By: Robert Saric in inspiringhappiness on

I'm usually not an emotional sap, but during this particular morning when I was vigorously scrapping the ice from my driver-side window - a sense of raw joy consumed me.  Why in this bitter cold when most people are cursing their existence am I smiling and thinking that life is "Pretty Good. Prettaaaaay, Prettaaaaay, Pretty Good " (my attempt at imitating Larry David)!  Where does my excitement come from and how do I savor the moment?  What I've realized is that the psychology of human nature is focused far more on negative emotions such as depression, anger, and anxiety than on positive emotions such as happiness and satisfaction.  Is this true? Who are the happy people? Does happiness favor those of a particular age, sex, or race? Does wealth enhance well-being? Does happiness come with having certain traits? A particular job? Close friends? Warm climate?  An active faith?

I view myself as "naive optimist" because generally I am a happy person. I just am.  I have a hard time understanding why people that are not in dire straits can be unhappy.  So, I put some thought into why someone's level of happiness may be greater or less based on similar lifestyles and circumstances.  Although, there is no surefire "How to Be Happy" formula, here are a few things that have helped me put my level of happiness into perspective:

1. Happiness doesn't, come from "making it."

What do you long for? Fame? Fortune? Unlimited travel experience?  Retirement? Imagine that I could snap my fingers and give it to you. Would you now be happy? Indeed, you'd be euphoric, in the short run. But gradually you would adapt to your new circumstance and life would return to its normal mix of emotions. To recover the joy, you would now need an even higher high.

As an example - at one extreme, people with disabilities-even those paralyzed after car accidents-typically recover normal levels of day-to-day happiness. At the other extreme, people who've won a state lottery also settle back to their characteristic level of happiness. Happiness is less a matter of getting what we want than wanting what we have.

2. Savor the moment.

Happiness, said Benjamin Franklin, "is produced not so much by great pieces of good fortune that seldom happen as by the little advantages that occur every day."

As a future-oriented person, I periodically remind myself of Pascal's remark that we too often live as if the present were merely our means to the future. "So we never live, but we hope to live-and as we are always preparing to be happy, it is inevitable we should never be so."

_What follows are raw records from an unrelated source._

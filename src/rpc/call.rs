use std::{
    collections::HashMap,
    sync::{
        atomic::{AtomicU64, Ordering},
        Arc,
    },
};

use serde_json::Value;

use crate::{ipc::connection::Connection, rpc::arguments::IpcArguments};

static NEXT_CALL_ID: AtomicU64 = AtomicU64::new(1);

/// Per-request call context: the normalized arguments, the originating
/// connection and a lazily created scratch store for scope collaborators.
#[derive(Debug)]
pub struct IpcCall {
    id: u64,
    arguments: IpcArguments,
    connection: Arc<Connection>,
    context: Option<HashMap<String, Value>>,
}

impl IpcCall {
    pub fn new(arguments: IpcArguments, connection: Arc<Connection>) -> Self {
        Self {
            id: NEXT_CALL_ID.fetch_add(1, Ordering::Relaxed),
            arguments,
            connection,
            context: None,
        }
    }

    pub fn id(&self) -> u64 {
        self.id
    }

    pub fn arguments(&self) -> &IpcArguments {
        &self.arguments
    }

    pub fn arguments_mut(&mut self) -> &mut IpcArguments {
        &mut self.arguments
    }

    pub fn connection(&self) -> &Arc<Connection> {
        &self.connection
    }

    pub fn context_get(&self, key: &str) -> Option<&Value> {
        self.context.as_ref()?.get(key)
    }

    pub fn context_set(&mut self, key: impl Into<String>, value: Value) -> Option<Value> {
        self.context
            .get_or_insert_with(HashMap::new)
            .insert(key.into(), value)
    }

    pub fn context_remove(&mut self, key: &str) -> Option<Value> {
        self.context.as_mut()?.remove(key)
    }

    pub fn has_context(&self) -> bool {
        self.context.is_some()
    }

    pub fn clear(&mut self) {
        self.context = None;
    }
}
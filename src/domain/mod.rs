//! Built-in commands exposed over the protocol engine
//!
//! Commands are registered by name in a `CommandRegistry`.

pub mod echo;
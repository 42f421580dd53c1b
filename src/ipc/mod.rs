//! Collaborators the protocol engine calls into
//!
//! Connections and sessions, the per-call scope, call lifecycle listeners and
//! the command executor.

pub mod command;
pub mod connection;
pub mod listeners;
pub mod scope;
pub mod session;
pub mod galaxy;
pub mod prelude;
pub mod ui;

To live in the present means, for me, taking delight in the day's simple cherished moments. Happiness isn't somewhere off in the future, but in the pleasures of my morning coffee, listening to Sirius satellite during my commute, or even the day's last moments, sitting on the couch, watching a movie with my special someone.

3. Take control of your time.

There is, nevertheless, a place for setting goals and managing time. Compared to those who've learned a sense of helplessness, those with an "internal focus of control" do better in school, cope better with stress, and live with greater well-being.

One way to feel more empowered is to master our use of time. For happy people, time is "filled and planned," says Oxford University psychologist Michael Argyle. "For unhappy people time is unfilled, open and uncommitted; they postpone things and are inefficient."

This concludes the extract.